Entries taken from a collection
-=-=-

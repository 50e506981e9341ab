//! Terminal output helpers.
//!
//! Status lines are printed to stderr so the child's own stdout passes
//! through the supervisor untouched.
//!
//! # Examples
//!
//! ```no_run
//! use jopin_cli::ui;
//!
//! ui::success("Source watching enabled");
//! ui::warning("package.json not found, can't enable file watching");
//! ```

mod messages;

pub use messages::{error, info, success, warning};

use std::sync::atomic::{AtomicBool, Ordering};

static COLORS: AtomicBool = AtomicBool::new(true);

/// Decide once whether status lines are coloured.
///
/// Call this at startup, after parsing arguments.
pub fn init_colors(no_color: bool) {
    COLORS.store(!no_color && should_use_color(), Ordering::Relaxed);
}

fn colors_enabled() -> bool {
    COLORS.load(Ordering::Relaxed)
}

/// Check if color output should be enabled.
///
/// Respects NO_COLOR and FORCE_COLOR environment variables, falls back to
/// terminal capability detection.
pub fn should_use_color() -> bool {
    if std::env::var("NO_COLOR").is_ok() {
        return false;
    }

    if std::env::var("FORCE_COLOR").is_ok() {
        return true;
    }

    console::user_attended_stderr()
}

/// Clear the terminal before a restart so the new instance's output starts
/// on a clean screen. Does nothing when stderr is not a terminal.
pub fn clear_screen() {
    let term = console::Term::stderr();
    if term.is_term() {
        let _ = term.clear_screen();
    }
}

-=-=-

REQUIRED ACTION:
Transcribe each line of the data above, unaltered, from the one where "own stdout passes" appears to the one where "mod messages;" appears, inclusive of both.

PROBLEM SOLUTION:
//! Status lines are printed to stderr so the child's own stdout passes
//! through the supervisor untouched.
//!
//! # Examples
//!
//! ```no_run
//! use jopin_cli::ui;
//!
//! ui::success("Source watching enabled");
//! ui::warning("package.json not found, can't enable file watching");
//! ```

mod messages;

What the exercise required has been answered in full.